═════ Data section ═════

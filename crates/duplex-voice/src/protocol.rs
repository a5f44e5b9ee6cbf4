//! JSON messages of the live BidiGenerateContent protocol.
//!
//! Client: one `setup` message, then `realtimeInput` media chunks.
//! Server: `setupComplete`, then `serverContent` carrying model turn parts,
//! transcriptions and the `interrupted` / `turnComplete` markers.

use crate::channel::{AudioPayload, InboundEvent, Speaker};
use crate::config::ResponseModality;
use crate::encoder::TransportChunk;
use crate::error::SessionResult;
use base64::{engine::general_purpose, Engine as _};
use serde::{Deserialize, Serialize};

#[derive(Debug, Serialize)]
#[serde(rename_all = "camelCase")]
pub struct SetupMessage {
    pub setup: Setup,
}

#[derive(Debug, Serialize)]
#[serde(rename_all = "camelCase")]
pub struct Setup {
    pub model: String,
    pub generation_config: GenerationConfig,
    #[serde(skip_serializing_if = "Option::is_none")]
    pub system_instruction: Option<Content>,
    #[serde(skip_serializing_if = "Option::is_none")]
    pub input_audio_transcription: Option<EmptyConfig>,
    #[serde(skip_serializing_if = "Option::is_none")]
    pub output_audio_transcription: Option<EmptyConfig>,
}

#[derive(Debug, Serialize)]
#[serde(rename_all = "camelCase")]
pub struct GenerationConfig {
    pub response_modalities: Vec<String>,
    pub speech_config: SpeechConfig,
}

#[derive(Debug, Serialize)]
#[serde(rename_all = "camelCase")]
pub struct SpeechConfig {
    pub voice_config: VoiceConfig,
}

#[derive(Debug, Serialize)]
#[serde(rename_all = "camelCase")]
pub struct VoiceConfig {
    pub prebuilt_voice_config: PrebuiltVoiceConfig,
}

#[derive(Debug, Serialize)]
#[serde(rename_all = "camelCase")]
pub struct PrebuiltVoiceConfig {
    pub voice_name: String,
}

#[derive(Debug, Serialize)]
pub struct Content {
    pub parts: Vec<TextPart>,
}

#[derive(Debug, Serialize)]
pub struct TextPart {
    pub text: String,
}

/// Serializes as `{}`.
#[derive(Debug, Serialize, Default)]
pub struct EmptyConfig {}

/// Build the setup message for a session.
pub fn setup_message(
    model: &str,
    persona_instruction: &str,
    voice: &str,
    modality: ResponseModality,
    transcription: bool,
) -> SetupMessage {
    let model = if model.starts_with("models/") {
        model.to_string()
    } else {
        format!("models/{}", model)
    };
    let system_instruction = if persona_instruction.trim().is_empty() {
        None
    } else {
        Some(Content {
            parts: vec![TextPart {
                text: persona_instruction.to_string(),
            }],
        })
    };
    SetupMessage {
        setup: Setup {
            model,
            generation_config: GenerationConfig {
                response_modalities: vec![modality.as_wire().to_string()],
                speech_config: SpeechConfig {
                    voice_config: VoiceConfig {
                        prebuilt_voice_config: PrebuiltVoiceConfig {
                            voice_name: voice.to_string(),
                        },
                    },
                },
            },
            system_instruction,
            input_audio_transcription: transcription.then(EmptyConfig::default),
            output_audio_transcription: transcription.then(EmptyConfig::default),
        },
    }
}

#[derive(Debug, Serialize, Deserialize, PartialEq, Eq)]
#[serde(rename_all = "camelCase")]
pub struct Blob {
    pub mime_type: String,
    /// base64
    pub data: String,
}

#[derive(Debug, Serialize)]
#[serde(rename_all = "camelCase")]
pub struct RealtimeInputMessage {
    pub realtime_input: RealtimeInput,
}

#[derive(Debug, Serialize)]
#[serde(rename_all = "camelCase")]
pub struct RealtimeInput {
    pub media_chunks: Vec<Blob>,
}

/// Render one uplink chunk as a `realtimeInput` message.
pub fn realtime_input(chunk: &TransportChunk) -> SessionResult<String> {
    let message = RealtimeInputMessage {
        realtime_input: RealtimeInput {
            media_chunks: vec![Blob {
                mime_type: chunk.mime_type.clone(),
                data: general_purpose::STANDARD.encode(&chunk.data),
            }],
        },
    };
    Ok(serde_json::to_string(&message)?)
}

#[derive(Debug, Deserialize, Default)]
#[serde(rename_all = "camelCase")]
pub struct ServerMessage {
    #[serde(default)]
    pub setup_complete: Option<serde_json::Value>,
    #[serde(default)]
    pub server_content: Option<ServerContent>,
    #[serde(default)]
    pub go_away: Option<GoAway>,
}

#[derive(Debug, Deserialize, Default)]
#[serde(rename_all = "camelCase")]
pub struct ServerContent {
    #[serde(default)]
    pub model_turn: Option<ModelTurn>,
    #[serde(default)]
    pub turn_complete: bool,
    #[serde(default)]
    pub interrupted: bool,
    #[serde(default)]
    pub input_transcription: Option<Transcription>,
    #[serde(default)]
    pub output_transcription: Option<Transcription>,
}

#[derive(Debug, Deserialize, Default)]
pub struct ModelTurn {
    #[serde(default)]
    pub parts: Vec<Part>,
}

#[derive(Debug, Deserialize, Default)]
#[serde(rename_all = "camelCase")]
pub struct Part {
    #[serde(default)]
    pub text: Option<String>,
    #[serde(default)]
    pub inline_data: Option<Blob>,
}

#[derive(Debug, Deserialize, Default)]
pub struct Transcription {
    #[serde(default)]
    pub text: Option<String>,
}

#[derive(Debug, Deserialize, Default)]
#[serde(rename_all = "camelCase")]
pub struct GoAway {
    #[serde(default)]
    pub time_left: Option<String>,
}

/// What one server message means for the session.
#[derive(Debug, Default)]
pub struct ParsedServerMessage {
    pub setup_complete: bool,
    /// Server announced it will close the connection soon.
    pub go_away: Option<String>,
    /// In the order the session must observe them.
    pub events: Vec<InboundEvent>,
}

/// Split a raw server message into ordered inbound events.
///
/// `interrupted` comes first (it cancels audio already scheduled), then the
/// user's transcription, the model parts in order, the model's transcription,
/// and finally `turnComplete`.
pub fn parse_server_message(raw: &str) -> SessionResult<ParsedServerMessage> {
    let msg: ServerMessage = serde_json::from_str(raw)?;
    let mut parsed = ParsedServerMessage {
        setup_complete: msg.setup_complete.is_some(),
        go_away: msg
            .go_away
            .map(|g| g.time_left.unwrap_or_else(|| "unknown".to_string())),
        events: Vec::new(),
    };

    let Some(content) = msg.server_content else {
        return Ok(parsed);
    };
    let events = &mut parsed.events;

    if content.interrupted {
        events.push(InboundEvent::Interrupted);
    }
    if let Some(text) = content.input_transcription.and_then(|t| t.text) {
        if !text.is_empty() {
            events.push(InboundEvent::Transcription {
                speaker: Speaker::User,
                text,
            });
        }
    }
    if let Some(turn) = content.model_turn {
        for part in turn.parts {
            if let Some(text) = part.text {
                if !text.is_empty() {
                    events.push(InboundEvent::TextPart(text));
                }
            }
            if let Some(blob) = part.inline_data {
                if blob.mime_type.starts_with("audio/") {
                    events.push(InboundEvent::AudioPart(AudioPayload::base64(
                        blob.mime_type,
                        blob.data,
                    )));
                }
            }
        }
    }
    if let Some(text) = content.output_transcription.and_then(|t| t.text) {
        if !text.is_empty() {
            events.push(InboundEvent::Transcription {
                speaker: Speaker::Model,
                text,
            });
        }
    }
    if content.turn_complete {
        events.push(InboundEvent::TurnComplete);
    }
    Ok(parsed)
}

#[cfg(test)]
mod tests {
    use super::*;

    #[test]
    fn setup_message_shape() {
        let msg = setup_message("gemini-live", "Be brief.", "Kore", ResponseModality::Audio, true);
        let json = serde_json::to_value(&msg).unwrap();
        assert_eq!(json["setup"]["model"], "models/gemini-live");
        assert_eq!(json["setup"]["generationConfig"]["responseModalities"][0], "AUDIO");
        assert_eq!(
            json["setup"]["generationConfig"]["speechConfig"]["voiceConfig"]["prebuiltVoiceConfig"]
                ["voiceName"],
            "Kore"
        );
        assert_eq!(json["setup"]["systemInstruction"]["parts"][0]["text"], "Be brief.");
        assert!(json["setup"]["inputAudioTranscription"].is_object());
    }

    #[test]
    fn setup_omits_empty_persona_and_transcription() {
        let msg = setup_message("models/m", "  ", "Puck", ResponseModality::Audio, false);
        let json = serde_json::to_value(&msg).unwrap();
        assert_eq!(json["setup"]["model"], "models/m");
        assert!(json["setup"].get("systemInstruction").is_none());
        assert!(json["setup"].get("outputAudioTranscription").is_none());
    }

    #[test]
    fn realtime_input_is_base64() {
        let chunk = TransportChunk {
            mime_type: "audio/pcm;rate=16000".into(),
            data: vec![1, 2, 3],
        };
        let raw = realtime_input(&chunk).unwrap();
        let json: serde_json::Value = serde_json::from_str(&raw).unwrap();
        let blob = &json["realtimeInput"]["mediaChunks"][0];
        assert_eq!(blob["mimeType"], "audio/pcm;rate=16000");
        assert_eq!(blob["data"], "AQID");
    }

    #[test]
    fn server_content_preserves_part_order() {
        let raw = r#"{
            "serverContent": {
                "modelTurn": { "parts": [
                    { "text": "Hello" },
                    { "inlineData": { "mimeType": "audio/pcm;rate=24000", "data": "AAA=" } },
                    { "inlineData": { "mimeType": "audio/pcm;rate=24000", "data": "AQE=" } }
                ]},
                "outputTranscription": { "text": "Hello there" },
                "turnComplete": true
            }
        }"#;
        let parsed = parse_server_message(raw).unwrap();
        assert!(!parsed.setup_complete);
        assert_eq!(parsed.events.len(), 5);
        assert!(matches!(&parsed.events[0], InboundEvent::TextPart(t) if t == "Hello"));
        assert!(matches!(&parsed.events[1], InboundEvent::AudioPart(p) if p.mime_type == "audio/pcm;rate=24000"));
        assert!(matches!(&parsed.events[2], InboundEvent::AudioPart(_)));
        assert!(matches!(
            &parsed.events[3],
            InboundEvent::Transcription { speaker: Speaker::Model, .. }
        ));
        assert!(matches!(parsed.events[4], InboundEvent::TurnComplete));
    }

    #[test]
    fn interrupted_and_setup_complete() {
        let parsed = parse_server_message(r#"{"setupComplete": {}}"#).unwrap();
        assert!(parsed.setup_complete);
        assert!(parsed.events.is_empty());

        let parsed = parse_server_message(
            r#"{"serverContent": {"interrupted": true, "inputTranscription": {"text": "wait"}}}"#,
        )
        .unwrap();
        assert!(matches!(parsed.events[0], InboundEvent::Interrupted));
        assert!(matches!(
            &parsed.events[1],
            InboundEvent::Transcription { speaker: Speaker::User, text } if text == "wait"
        ));
    }

    #[test]
    fn unknown_fields_are_ignored_and_garbage_rejected() {
        let parsed = parse_server_message(r#"{"usageMetadata": {"totalTokenCount": 4}}"#).unwrap();
        assert!(parsed.events.is_empty());
        assert!(parse_server_message("not json").is_err());

        let parsed = parse_server_message(r#"{"goAway": {"timeLeft": "10s"}}"#).unwrap();
        assert_eq!(parsed.go_away.as_deref(), Some("10s"));
    }
}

═════

Task brief:
I'd like every line with the string "Kore" copied from the listing.

Output for this exercise:
        let msg = setup_message("gemini-live", "Be brief.", "Kore", ResponseModality::Audio, true);
            "Kore"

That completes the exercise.